Roxane Chilà est enseignante chercheuse en histoire du Moyen Age à l’université Bordeaux-Montaigne, ancienne élève
de l’ENS de Lyon et agrégée d’histoire, elle a été consultante historique du studio Asobo pour le jeu A Plague Tale. Requiem. Ses recherches portent sur la Renaissance en Italie et dans la péninsule Ibérique, notamment dans les cours royales. Elle a codirigé, avec Cédric Quertier et Nicolas Pluchot, Arriver en ville. Les migrants en milieu urbain au Moyen Age (Publications de la Sorbonne, 2013).
L’entrée de migrants dans la cité fait partie de la normalité de la vie urbaine au Moyen Age (du Ve au XVe siècle). C’est aussi l’un des signes de prospérité les plus communément mis en avant dans les sources. Des habitants de l’Oisans déplorent en 1428 que leur contrée, frappée par une pénurie de blé, soit désertée : « Aucun étranger ne vient y demeurer et de jour en jour les habitants quittent la paroisse » ; « On ne trouve aucune femme, aucune jeune fille qui ne veuille se marier dans cette paroisse et venir y installer son foyer. » Cette voix du XVe siècle pose clairement la situation : les villes médiévales sont des pôles marqués par des circulations de population, à diverses échelles. On y vient et on en part, au gré des saisons, de péripéties familiales (noces, veuvages), de la conjoncture économique et des occasions à saisir, en fonction des situations sanitaire, militaire, etc.
Cet article est tiré du « Hors-Série Le Monde : Réinventons la ville », septembre 2024, en vente dans les kiosques ou sur le site de notre boutique.
Ces circulations intéressent de longue date les historiens de la période médiévale : causes, conséquences, individus concernés, autant de questions soulevées par Claudine Billot et Arlette Higounet-Nadal en 1980 dans l’une des premières bases de données informatisées, à cartes perforées (plus de 10 000), conçue comme un « thesaurus des migrations médiévales ». En effet, la croissance des villes, après la longue période de déprise urbaine, d’abandon progressif, qui a marqué le premier Moyen Age, devient l’un des principaux phénomènes du monde occidental entre les XIe et XVe siècles.

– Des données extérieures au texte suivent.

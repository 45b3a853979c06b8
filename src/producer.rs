use crate::error::ProducerError;
use crate::record::{LogRequest, SendResult};
use async_trait::async_trait;
use std::future::Future;
use std::pin::Pin;
use std::sync::Arc;
use std::task::{Context, Poll};
use tokio::sync::oneshot;

/// Asynchronous batching client for the log service.
///
/// Implementations own batching, retries and transport. The sink only
/// hands over one [`LogRequest`] at a time and observes its outcome
/// through the returned [`SendHandle`].
#[async_trait]
pub trait LogProducer: Send + Sync {
    /// Accept a batch for delivery.
    ///
    /// **Returns**
    /// - `Ok(handle)` once the batch is buffered; the handle resolves when
    ///   the producer reaches a terminal outcome for it.
    /// - `Err(..)` if the batch was not accepted (buffer saturated, timed
    ///   out waiting for space, producer closed). No handle exists then.
    ///
    /// May wait while the producer applies backpressure.
    async fn send(&self, request: LogRequest) -> Result<SendHandle, ProducerError>;

    /// Flush what can be flushed and release resources. Handles that are
    /// still open afterwards must resolve (a dropped resolver counts).
    async fn close(&self) -> Result<(), ProducerError>;
}

/// Future side of a submitted batch. Resolves at most once.
pub struct SendHandle {
    receiver: oneshot::Receiver<Result<SendResult, ProducerError>>,
}

/// Producer side of a [`SendHandle`]; consumed when the outcome is delivered.
pub struct SendResolver {
    sender: oneshot::Sender<Result<SendResult, ProducerError>>,
}

impl SendHandle {
    pub fn channel() -> (SendResolver, SendHandle) {
        let (sender, receiver) = oneshot::channel();
        (SendResolver { sender }, SendHandle { receiver })
    }

    /// A handle that is already resolved with `outcome`.
    pub fn ready(outcome: Result<SendResult, ProducerError>) -> Self {
        let (resolver, handle) = Self::channel();
        resolver.resolve(outcome);
        handle
    }
}

impl SendResolver {
    pub fn resolve(self, outcome: Result<SendResult, ProducerError>) {
        // The sink may already have given up on the handle.
        let _ = self.sender.send(outcome);
    }
}

impl Future for SendHandle {
    type Output = Result<SendResult, ProducerError>;

    fn poll(mut self: Pin<&mut Self>, cx: &mut Context<'_>) -> Poll<Self::Output> {
        Pin::new(&mut self.receiver)
            .poll(cx)
            .map(|res| res.unwrap_or(Err(ProducerError::Dropped)))
    }
}

/// Tunables of the batching client.
#[derive(Clone, Debug, PartialEq, Eq)]
pub struct ProducerConfig {
    pub linger_ms: u64,
    pub retries: u32,
    pub base_retry_backoff_ms: u64,
    pub max_retry_backoff_ms: u64,
    pub max_block_ms: u64,
    pub io_thread_count: usize,
    pub buckets: u32,
    pub total_size_in_bytes: u64,
    pub adjust_shard_hash: bool,
}

impl ProducerConfig {
    pub const DEFAULT_LINGER_MS: u64 = 2_000;
    pub const DEFAULT_RETRIES: u32 = 10;
    pub const DEFAULT_BASE_RETRY_BACKOFF_MS: u64 = 100;
    pub const DEFAULT_MAX_RETRY_BACKOFF_MS: u64 = 50_000;
    pub const DEFAULT_MAX_BLOCK_MS: u64 = 60_000;
    pub const DEFAULT_BUCKETS: u32 = 64;
    pub const DEFAULT_TOTAL_SIZE_IN_BYTES: u64 = 100 * 1024 * 1024;

    pub fn default_io_thread_count() -> usize {
        std::thread::available_parallelism()
            .map(|n| n.get())
            .unwrap_or(1)
    }
}

impl Default for ProducerConfig {
    fn default() -> Self {
        Self {
            linger_ms: Self::DEFAULT_LINGER_MS,
            retries: Self::DEFAULT_RETRIES,
            base_retry_backoff_ms: Self::DEFAULT_BASE_RETRY_BACKOFF_MS,
            max_retry_backoff_ms: Self::DEFAULT_MAX_RETRY_BACKOFF_MS,
            max_block_ms: Self::DEFAULT_MAX_BLOCK_MS,
            io_thread_count: Self::default_io_thread_count(),
            buckets: Self::DEFAULT_BUCKETS,
            total_size_in_bytes: Self::DEFAULT_TOTAL_SIZE_IN_BYTES,
            adjust_shard_hash: true,
        }
    }
}

/// Where and as whom the producer writes.
#[derive(Clone, PartialEq, Eq)]
pub struct ProjectConfig {
    pub project: String,
    pub endpoint: String,
    pub access_key_id: String,
    pub access_key: String,
}

impl std::fmt::Debug for ProjectConfig {
    fn fmt(&self, f: &mut std::fmt::Formatter<'_>) -> std::fmt::Result {
        f.debug_struct("ProjectConfig")
            .field("project", &self.project)
            .field("endpoint", &self.endpoint)
            .field("access_key_id", &self.access_key_id)
            .field("access_key", &"<redacted>")
            .finish()
    }
}

/// Builds the producer when the sink is opened.
pub trait ProducerFactory: Send + Sync {
    fn create(
        &self,
        producer: &ProducerConfig,
        project: &ProjectConfig,
    ) -> Result<Arc<dyn LogProducer>, ProducerError>;
}

impl<F> ProducerFactory for F
where
    F: Fn(&ProducerConfig, &ProjectConfig) -> Result<Arc<dyn LogProducer>, ProducerError>
        + Send
        + Sync,
{
    fn create(
        &self,
        producer: &ProducerConfig,
        project: &ProjectConfig,
    ) -> Result<Arc<dyn LogProducer>, ProducerError> {
        self(producer, project)
    }
}

/// Factory that hands out one already-built producer on every `open`.
#[derive(Clone)]
pub struct SharedProducer(pub Arc<dyn LogProducer>);

impl SharedProducer {
    pub fn new<P: LogProducer + 'static>(producer: P) -> Self {
        Self(Arc::new(producer))
    }
}

impl ProducerFactory for SharedProducer {
    fn create(
        &self,
        _producer: &ProducerConfig,
        _project: &ProjectConfig,
    ) -> Result<Arc<dyn LogProducer>, ProducerError> {
        Ok(Arc::clone(&self.0))
    }
}

#[cfg(test)]
mod tests {
    use super::*;

    #[tokio::test]
    async fn handle_resolves_with_delivered_outcome() {
        let (resolver, handle) = SendHandle::channel();
        resolver.resolve(Ok(SendResult::success(2)));
        assert_eq!(handle.await, Ok(SendResult::success(2)));
    }

    #[tokio::test]
    async fn dropped_resolver_resolves_as_failure() {
        let (resolver, handle) = SendHandle::channel();
        drop(resolver);
        assert_eq!(handle.await, Err(ProducerError::Dropped));
    }

    #[test]
    fn project_config_debug_hides_access_key() {
        let project = ProjectConfig {
            project: "p".into(),
            endpoint: "e".into(),
            access_key_id: "id".into(),
            access_key: "secret".into(),
        };
        assert!(!format!("{project:?}").contains("secret"));
    }
}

Faire l’histoire des migrations et des migrants, c’est donc travailler sur un pan essentiel de l’histoire de la ville, à l’analyse de son tissu social. Des cartes perforées des années 1980 au bel Atlas des migrations en Méditerranée. De l’Antiquité à nos jours, publié chez Actes Sud, en passant par des études locales, l’intérêt pour l’arrivée des migrants en ville irrigue la recherche historique.